«От всей личности Владимира Евгеньевича шла какая-то духовная радиация. В нем было что-то от пушкинского Моцарта да, пожалуй, и от самого Пушкина… В. Е. писал тогда много стихов, и я, живший в не-интеллигентной среде, впервые увидел, что люди могут взволнованно говорить о ритмике, об ассонансах, о рифмоидах… Но вот прогремел в Кишиневе погром. Володя Жаботинский изменился совершенно. Он стал изучать родной язык, порвал со своей прежней средой, вскоре перестал участвовать в общей прессе. Я и прежде смотрел на него снизу вверх: он был самый талантливый, самый образованный из моих знакомых, но теперь я привязался к нему еще сильнее… Что человек может так измениться, я не знал до тех пор». В 1930 г. известный русский писатель Михаил Осоргин писал в парижском «Рассвете»: «В русской литературе и публицистике очень много талантливых евреев, живущих — и пламенно живущих — только российскими интересами. При моем полном к ним уважении, я все-таки большой процент пламенных связал бы веревочкой и отдал вам в обмен на одного холодно-любезного к нам Жаботинского». <…> «У Жаботинского врожденный талант, он может вырасти в орла русской литературы, а вы украли его у нас, просто украли…» — выговаривал А. Куприн одному из корреспондентов-сионистов. <…> На встрече в YIVO Institute[178]
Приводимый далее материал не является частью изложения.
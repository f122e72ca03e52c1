//! Algebraic Datatype Plugin.
//!
//! Constructor applications evaluate to structured values; constants of
//! datatype sorts start as opaque elements until an equality or selector
//! forces a shape. Because the plugin's own slot is vacant during dispatch,
//! datatype-sorted operands are resolved through the local value map and
//! only foreign-sorted fields go through the context.

use crate::ast::{Family, SortKind, TermId, TermKind};
use crate::context::Context;
use crate::literal::Lit;
use crate::plugin::Plugin;
use crate::value::Value;
use rustc_hash::FxHashMap;

/// Plugin for the datatype family.
#[derive(Debug, Default)]
pub struct DatatypePlugin {
    values: FxHashMap<TermId, Value>,
    terms: Vec<TermId>,
    selectors: Vec<TermId>,
    atoms: Vec<TermId>,
    next_opaque: u32,
}

impl DatatypePlugin {
    /// Create the plugin.
    #[must_use]
    pub fn new() -> Self {
        Self::default()
    }

    fn is_dt(ctx: &Context<'_>, t: TermId) -> bool {
        matches!(ctx.tm().sort_kind(ctx.tm().sort(t)), SortKind::Datatype(_))
    }

    fn opaque(&mut self, ctx: &Context<'_>, t: TermId) -> Value {
        let index = self.next_opaque;
        self.next_opaque += 1;
        Value::Elem {
            sort: ctx.tm().sort(t),
            index,
        }
    }

    fn cached(&mut self, ctx: &mut Context<'_>, t: TermId) -> Value {
        if let Some(v) = self.values.get(&t) {
            return v.clone();
        }
        let v = self.opaque(ctx, t);
        self.values.insert(t, v.clone());
        v
    }

    /// Candidate value of any term, whatever its sort.
    fn value_of(&mut self, ctx: &mut Context<'_>, t: TermId) -> Option<Value> {
        if Self::is_dt(ctx, t) {
            Some(self.cached(ctx, t))
        } else {
            ctx.get_value(t).ok()
        }
    }

    /// Recompute a datatype-sorted term's value from its children.
    fn compute(&mut self, ctx: &mut Context<'_>, t: TermId) -> Value {
        match ctx.tm().get(t).kind.clone() {
            TermKind::DtConstructor { ctor, args } => {
                let mut vals = Vec::with_capacity(args.len());
                for &a in &args {
                    match self.value_of(ctx, a) {
                        Some(v) => vals.push(v),
                        None => return self.cached(ctx, t),
                    }
                }
                Value::Ctor { ctor, args: vals }
            }
            TermKind::DtSelector { ctor, field, arg } => {
                if let Some(Value::Ctor { ctor: c, args }) = self.value_of(ctx, arg) {
                    if c == ctor {
                        if let Some(v) = args.get(field as usize) {
                            return v.clone();
                        }
                    }
                }
                self.cached(ctx, t)
            }
            _ => self.cached(ctx, t),
        }
    }

    fn set_cached(&mut self, ctx: &mut Context<'_>, t: TermId, v: Value) {
        if self.values.get(&t) != Some(&v) {
            self.values.insert(t, v);
            ctx.new_value_eh(t);
        }
    }

    fn atom_truth(&mut self, ctx: &mut Context<'_>, atom: TermId) -> Option<bool> {
        match ctx.tm().get(atom).kind.clone() {
            TermKind::DtTester { ctor, arg } => {
                Some(matches!(self.value_of(ctx, arg), Some(Value::Ctor { ctor: c, .. }) if c == ctor))
            }
            TermKind::Eq(a, b) if Self::is_dt(ctx, a) => {
                Some(self.value_of(ctx, a)? == self.value_of(ctx, b)?)
            }
            _ => None,
        }
    }

    fn rigid(ctx: &Context<'_>, t: TermId) -> bool {
        matches!(ctx.tm().get(t).kind, TermKind::DtConstructor { .. })
    }
}

impl Plugin for DatatypePlugin {
    fn family(&self) -> Family {
        Family::Datatype
    }

    fn register_term(&mut self, ctx: &mut Context<'_>, term: TermId) {
        if Self::is_dt(ctx, term) {
            let v = self.compute(ctx, term);
            self.values.insert(term, v);
            self.terms.push(term);
        }
        match ctx.tm().get(term).kind {
            TermKind::DtSelector { .. } => self.selectors.push(term),
            TermKind::DtTester { .. } => self.atoms.push(term),
            TermKind::Eq(a, _) if Self::is_dt(ctx, a) => self.atoms.push(term),
            _ => {}
        }
    }

    fn propagate_literal(&mut self, ctx: &mut Context<'_>, lit: Lit) {
        let Some(atom) = ctx.atom(lit.var()) else {
            return;
        };
        if let Some(actual) = self.atom_truth(ctx, atom) {
            if actual != ctx.is_true(Lit::pos(lit.var())) {
                ctx.schedule_repair_down(atom);
            }
        }
    }

    fn repair_down(&mut self, ctx: &mut Context<'_>, term: TermId) -> bool {
        if ctx.tm().is_bool(term) {
            let Some(v) = ctx.atom_var(term) else {
                return true;
            };
            let target = ctx.is_true(Lit::pos(v));
            if self.atom_truth(ctx, term) == Some(target) {
                return true;
            }
            return match ctx.tm().get(term).kind.clone() {
                TermKind::DtTester { arg, .. } => {
                    // making an opaque constant into a specific constructor
                    // needs the constructor's signature, which only a term
                    // would supply; only the negative direction is local
                    if !target && !Self::rigid(ctx, arg) {
                        let fresh = self.opaque(ctx, arg);
                        self.set_cached(ctx, arg, fresh);
                        true
                    } else {
                        false
                    }
                }
                TermKind::Eq(a, b) => {
                    let mut sides = Vec::with_capacity(2);
                    if !Self::rigid(ctx, a) {
                        sides.push((a, b));
                    }
                    if !Self::rigid(ctx, b) {
                        sides.push((b, a));
                    }
                    if sides.is_empty() {
                        return false;
                    }
                    let (change, keep) = sides[ctx.rand_index(sides.len())];
                    if target {
                        let Some(v) = self.value_of(ctx, keep) else {
                            return false;
                        };
                        self.set_cached(ctx, change, v);
                    } else {
                        let fresh = self.opaque(ctx, change);
                        self.set_cached(ctx, change, fresh);
                    }
                    true
                }
                _ => true,
            };
        }

        let desired = self.cached(ctx, term);
        let actual = self.compute(ctx, term);
        if desired == actual {
            return true;
        }
        match ctx.tm().get(term).kind.clone() {
            TermKind::DtConstructor { ctor, args } => {
                let Value::Ctor { ctor: c, args: vals } = desired else {
                    return false;
                };
                if c != ctor || vals.len() != args.len() {
                    // wrong head; restore the computed value and escalate
                    self.set_cached(ctx, term, actual);
                    return false;
                }
                let mut ok = true;
                for (&child, val) in args.iter().zip(vals.iter()) {
                    if Self::is_dt(ctx, child) {
                        if Self::rigid(ctx, child) {
                            ok = false;
                        } else {
                            self.set_cached(ctx, child, val.clone());
                        }
                    } else {
                        ok &= ctx.set_value(child, val);
                    }
                }
                ok
            }
            _ => true,
        }
    }

    fn repair_up(&mut self, ctx: &mut Context<'_>, term: TermId) {
        if ctx.tm().is_bool(term) {
            let Some(actual) = self.atom_truth(ctx, term) else {
                return;
            };
            let Some(v) = ctx.atom_var(term) else {
                return;
            };
            if ctx.is_true(Lit::pos(v)) != actual {
                if ctx.try_flip(v) {
                    ctx.new_value_eh(term);
                } else {
                    ctx.schedule_repair_down(term);
                }
            }
            return;
        }
        if Self::is_dt(ctx, term) {
            let v = self.compute(ctx, term);
            self.set_cached(ctx, term, v);
        }
    }

    fn repair_literal(&mut self, ctx: &mut Context<'_>, lit: Lit) {
        self.propagate_literal(ctx, lit);
    }

    fn propagate(&mut self, ctx: &mut Context<'_>) -> bool {
        // push field values out of matched selectors of foreign sorts
        let mut progress = false;
        for i in 0..self.selectors.len() {
            let sel = self.selectors[i];
            if Self::is_dt(ctx, sel) {
                continue;
            }
            let TermKind::DtSelector { ctor, field, arg } = ctx.tm().get(sel).kind.clone() else {
                continue;
            };
            let Some(Value::Ctor { ctor: c, args }) = self.value_of(ctx, arg) else {
                continue;
            };
            if c != ctor {
                continue;
            }
            let Some(fv) = args.get(field as usize).cloned() else {
                continue;
            };
            if ctx.get_value(sel).ok().as_ref() != Some(&fv) && ctx.set_value(sel, &fv) {
                progress = true;
            }
        }
        progress
    }

    fn is_sat(&mut self, ctx: &mut Context<'_>) -> bool {
        let mut sat = true;
        for i in 0..self.atoms.len() {
            let t = self.atoms[i];
            let (Some(actual), Some(v)) = (self.atom_truth(ctx, t), ctx.atom_var(t)) else {
                continue;
            };
            if actual != ctx.is_true(Lit::pos(v)) {
                ctx.schedule_repair_down(t);
                sat = false;
            }
        }
        for i in 0..self.terms.len() {
            let t = self.terms[i];
            if self.cached(ctx, t) != self.compute(ctx, t) {
                ctx.schedule_repair_up(t);
                sat = false;
            }
        }
        sat
    }

    fn get_value(&mut self, ctx: &mut Context<'_>, term: TermId) -> Option<Value> {
        if !Self::is_dt(ctx, term) {
            return None;
        }
        Some(self.cached(ctx, term))
    }

    fn set_value(&mut self, ctx: &mut Context<'_>, term: TermId, value: &Value) -> bool {
        if !Self::is_dt(ctx, term) || Self::rigid(ctx, term) {
            return false;
        }
        self.set_cached(ctx, term, value.clone());
        true
    }

    fn display(&self, _tm: &crate::ast::TermManager) -> String {
        format!(
            "datatype: {} terms, {} atoms\n",
            self.terms.len(),
            self.atoms.len()
        )
    }
}

#[cfg(test)]
mod tests {
    use super::*;
    use crate::ast::TermManager;
    use crate::config::SlsConfig;
    use crate::sat::MemorySat;
    use num_bigint::BigInt;

    #[test]
    fn test_constructor_value() {
        let mut tm = TermManager::new();
        let mut sat = MemorySat::new();
        let dt = tm.mk_datatype_sort("pair");
        let one = tm.mk_int(BigInt::from(1));
        let two = tm.mk_int(BigInt::from(2));
        let p = tm.mk_constructor("mk-pair", vec![one, two], dt);
        let mut ctx = Context::new(&mut tm, &mut sat, SlsConfig::default());
        ctx.register_terms(p);
        let Ok(Value::Ctor { args, .. }) = ctx.get_value(p) else {
            panic!("expected a constructor value");
        };
        assert_eq!(args, vec![Value::Int(BigInt::from(1)), Value::Int(BigInt::from(2))]);
    }

    #[test]
    fn test_selector_pushes_field() {
        let mut tm = TermManager::new();
        let mut sat = MemorySat::new();
        let dt = tm.mk_datatype_sort("pair");
        let int = tm.sorts.int_sort;
        let seven = tm.mk_int(BigInt::from(7));
        let eight = tm.mk_int(BigInt::from(8));
        let p = tm.mk_constructor("mk-pair", vec![seven, eight], dt);
        let fst = tm.mk_selector("mk-pair", 0, p, int);
        let mut ctx = Context::new(&mut tm, &mut sat, SlsConfig::default());
        ctx.register_terms(fst);
        ctx.with_plugin(Family::Datatype, |ctx, p| p.propagate(ctx));
        assert_eq!(ctx.get_value(fst).ok(), Some(Value::Int(BigInt::from(7))));
    }

    #[test]
    fn test_eq_repair_merges_opaque() {
        let mut tm = TermManager::new();
        let mut sat = MemorySat::new();
        let dt = tm.mk_datatype_sort("tree");
        let x = tm.mk_var("x", dt);
        let y = tm.mk_var("y", dt);
        let eq = tm.mk_eq(x, y);
        let mut ctx = Context::new(&mut tm, &mut sat, SlsConfig::default());
        let lit = ctx.mk_literal(eq);
        ctx.try_flip(lit.var());
        let done = ctx.with_plugin(Family::Datatype, |ctx, p| p.repair_down(ctx, eq));
        assert_eq!(done, Some(true));
        assert_eq!(ctx.get_value(x).ok(), ctx.get_value(y).ok());
    }
}
//! Model Value Plugin.
//!
//! Model value terms are rigid placeholders minted during model
//! construction; they never change value, so every repair request against
//! one simply fails upward.

use crate::ast::{Family, TermId, TermKind};
use crate::context::Context;
use crate::literal::Lit;
use crate::plugin::Plugin;
use crate::value::Value;

/// Plugin for model value terms.
#[derive(Debug, Default)]
pub struct ModelValuePlugin;

impl ModelValuePlugin {
    /// Create the plugin.
    #[must_use]
    pub fn new() -> Self {
        Self
    }
}

impl Plugin for ModelValuePlugin {
    fn family(&self) -> Family {
        Family::ModelValue
    }

    fn register_term(&mut self, _ctx: &mut Context<'_>, _term: TermId) {}

    fn propagate_literal(&mut self, _ctx: &mut Context<'_>, _lit: Lit) {}

    fn repair_down(&mut self, ctx: &mut Context<'_>, term: TermId) -> bool {
        // rigid: succeeds only if nothing actually wants a different value
        !matches!(ctx.tm().get(term).kind, TermKind::ModelValue { .. })
    }

    fn repair_up(&mut self, _ctx: &mut Context<'_>, _term: TermId) {}

    fn repair_literal(&mut self, _ctx: &mut Context<'_>, _lit: Lit) {}

    fn is_sat(&mut self, _ctx: &mut Context<'_>) -> bool {
        true
    }

    fn get_value(&mut self, ctx: &mut Context<'_>, term: TermId) -> Option<Value> {
        match ctx.tm().get(term).kind {
            TermKind::ModelValue { index } => Some(Value::Elem {
                sort: ctx.tm().sort(term),
                index,
            }),
            _ => None,
        }
    }
}
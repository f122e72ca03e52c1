//! Slick - Stochastic Local Search Repair Propagation for SMT
//!
//! This crate provides the repair-propagation engine that sits between a
//! SAT local-search core and a set of theory plugins:
//! - Hash-consed terms with stable [`TermId`] references and theory families
//! - A Boolean bridge atomizing terms and Tseitin-encoding connectives
//! - Depth-ordered repair-down / repair-up worklists over a parent graph
//! - Reservoir-sampled root literals driving per-round relevance
//! - Plugins for Booleans, integers, bit-vectors, arrays, datatypes,
//!   uninterpreted functions and uninterpreted sorts
//!
//! The engine searches for a model of the already-asserted formula; it can
//! answer `Sat` or `Unknown`, never unsatisfiability.
//!
//! # Examples
//!
//! ```
//! use slick::{CheckResult, Context, SlsConfig, TermManager};
//! use slick::sat::MemorySat;
//!
//! let mut tm = TermManager::new();
//! let a = tm.mk_var("a", tm.sorts.bool_sort);
//! let b = tm.mk_var("b", tm.sorts.bool_sort);
//! let not_a = tm.mk_not(a);
//! let clause = tm.mk_or(vec![a, b]);
//!
//! let mut sat = MemorySat::new();
//! let mut ctx = Context::new(&mut tm, &mut sat, SlsConfig::default());
//! ctx.assert_term(clause);
//! ctx.assert_term(not_a);
//!
//! // the oracle owns the Boolean assignment; satisfy the skeleton first
//! let lb = ctx.mk_literal(b);
//! if !ctx.is_true(lb) {
//!     ctx.try_flip(lb.var());
//! }
//! assert_eq!(ctx.check(), CheckResult::Sat);
//! ```

#![deny(unsafe_code)]
#![warn(missing_docs)]

pub mod ast;
pub mod bridge;
pub mod config;
pub mod context;
pub mod error;
pub mod literal;
pub mod model;
pub mod plugin;
pub mod plugins;
pub mod registry;
pub mod relevance;
pub mod resource;
pub mod sat;
pub mod stats;
pub mod value;
pub mod worklist;

pub use ast::{Family, SortId, SortKind, Term, TermId, TermKind, TermManager};
pub use bridge::AtomTable;
pub use config::SlsConfig;
pub use context::{CheckResult, Context};
pub use error::{Result, SlsError};
pub use literal::{Lit, Var};
pub use model::{FuncInterp, Model};
pub use plugin::{Plugin, PluginTable};
pub use sat::{ClauseInfo, MemorySat, SatSolverContext};
pub use stats::SlsStats;
pub use value::Value;
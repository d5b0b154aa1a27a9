use std::sync::OnceLock;
use chrono::Local;

static LOGGER: OnceLock<Logger> = OnceLock::new();

pub struct Logger {
    prefix: Option<String>,
}

impl Logger {
    fn new(prefix: Option<String>) -> Self {
        Self { prefix }
    }

    pub fn format(&self, file: &str, line: u32, message: &str) -> String {
        let timestamp = Local::now().format("%Y-%m-%d %H:%M:%S");
        let file_name = file.rsplit(['/', '\\']).next().unwrap_or(file);
        match self.prefix {
            Some(ref prefix) => format!("[{}][{}][{}:{}] {}", timestamp, prefix, file_name, line, message),
            None => format!("[{}][{}:{}] {}", timestamp, file_name, line, message),
        }
    }

    // Engine output goes to stdout, so log lines go to stderr.
    pub fn log(&self, file: &str, line: u32, message: &str) {
        eprintln!("{}", self.format(file, line, message));
    }
}

pub fn init_logger(prefix: Option<String>) {
    LOGGER.get_or_init(|| Logger::new(prefix));
}

pub fn log(file: &str, line: u32, message: &str) {
    if let Some(logger) = LOGGER.get() {
        logger.log(file, line, message);
    } else {
        eprintln!("Logger not initialized! Call init_logger() first.");
    }
}

#[macro_export]
macro_rules! log {
    ($($arg:tt)*) => {
        $crate::logger::log(file!(), line!(), &format!($($arg)*))
    };
}

#[cfg(test)]
mod tests {
    use super::*;

    #[test]
    fn test_format_strips_directories() {
        let logger = Logger::new(None);
        let line = logger.format("engine/src/tictactoe/minimax.rs", 12, "searching");
        assert!(line.ends_with("[minimax.rs:12] searching"));
    }

    #[test]
    fn test_format_with_prefix() {
        let logger = Logger::new(Some("CLI".to_string()));
        let line = logger.format("C:\\src\\main.rs", 3, "hello");
        assert!(line.contains("[CLI][main.rs:3] hello"));
    }
}
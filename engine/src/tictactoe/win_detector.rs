use super::board::Board;
use super::types::{BOARD_SIZE, GameOutcome, Mark, Move, WinningLine};

const LINES: [[(usize, usize); BOARD_SIZE]; 8] = [
    [(0, 0), (0, 1), (0, 2)],
    [(1, 0), (1, 1), (1, 2)],
    [(2, 0), (2, 1), (2, 2)],
    [(0, 0), (1, 0), (2, 0)],
    [(0, 1), (1, 1), (2, 1)],
    [(0, 2), (1, 2), (2, 2)],
    [(0, 0), (1, 1), (2, 2)],
    [(0, 2), (1, 1), (2, 0)],
];

/// Rows first, then columns, then the two diagonals.
pub fn winning_line(board: &Board) -> Option<WinningLine> {
    let cells = board.cells();
    for line in LINES {
        let [(r0, c0), (r1, c1), (r2, c2)] = line;
        let mark = cells[r0][c0];
        if mark != Mark::Empty && cells[r1][c1] == mark && cells[r2][c2] == mark {
            let moves = line.map(|(row, col)| Move::new(row, col));
            return Some(WinningLine::new(mark, moves));
        }
    }
    None
}

pub fn winner(board: &Board) -> Option<Mark> {
    winning_line(board).map(|line| line.mark)
}

pub fn terminal(board: &Board) -> bool {
    winner(board).is_some() || board.is_full()
}

/// Score from X's point of view; 0 for draws and unfinished games.
pub fn utility(board: &Board) -> i32 {
    match winner(board) {
        Some(Mark::X) => 1,
        Some(Mark::O) => -1,
        _ => 0,
    }
}

pub fn outcome(board: &Board) -> GameOutcome {
    match winner(board) {
        Some(Mark::X) => GameOutcome::XWon,
        Some(Mark::O) => GameOutcome::OWon,
        _ if board.is_full() => GameOutcome::Draw,
        _ => GameOutcome::InProgress,
    }
}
прозвучало, что, по собственному признанию Жаботинского, у него в душе хранились два ключа: один — к русской литературе, и другой — к судьбе своего народа. Он взял ключ к русской литературе и отбросил его так далеко, как только мог [АЛАВЕРДОВА].А в 1908 году в статье «Ваш новый год (письмо на родину)» Жаботинский разъяснял русским читателям побудительные мотивы своего ухода из русской культуры в мир иной:
Я когда-то сильно чувствовал красоту свободного нерядового человека, «человека без ярлыка», человека без должности на земле, беспристрастного к своим и чужим, идущего путями собственной воли через головы ближних и дальних. Я и теперь в этом вижу красоту. Но за себя я от нее отказался. В моем народе был жестокий, но глубокий обычай: когда женщина отдавалась мужу, она срезала волосы. Как общий обряд, это дико. Но воистину бывает такая степень любви, когда хочется отдать все, даже свою красоту. Может быть, и я бы мог летать по вольной воле, звенеть красивыми песнями и купаться в недорогом треске ваших рукоплесканий. Но не хочу. Я срезал волосы, потому что я люблю мою веру. Я люблю мою веру, в ней я счастлив, как вы никогда не были и не будете счастливы, и ничего мне больше не нужно [ЖАБОТИНСКИЙ (IV)].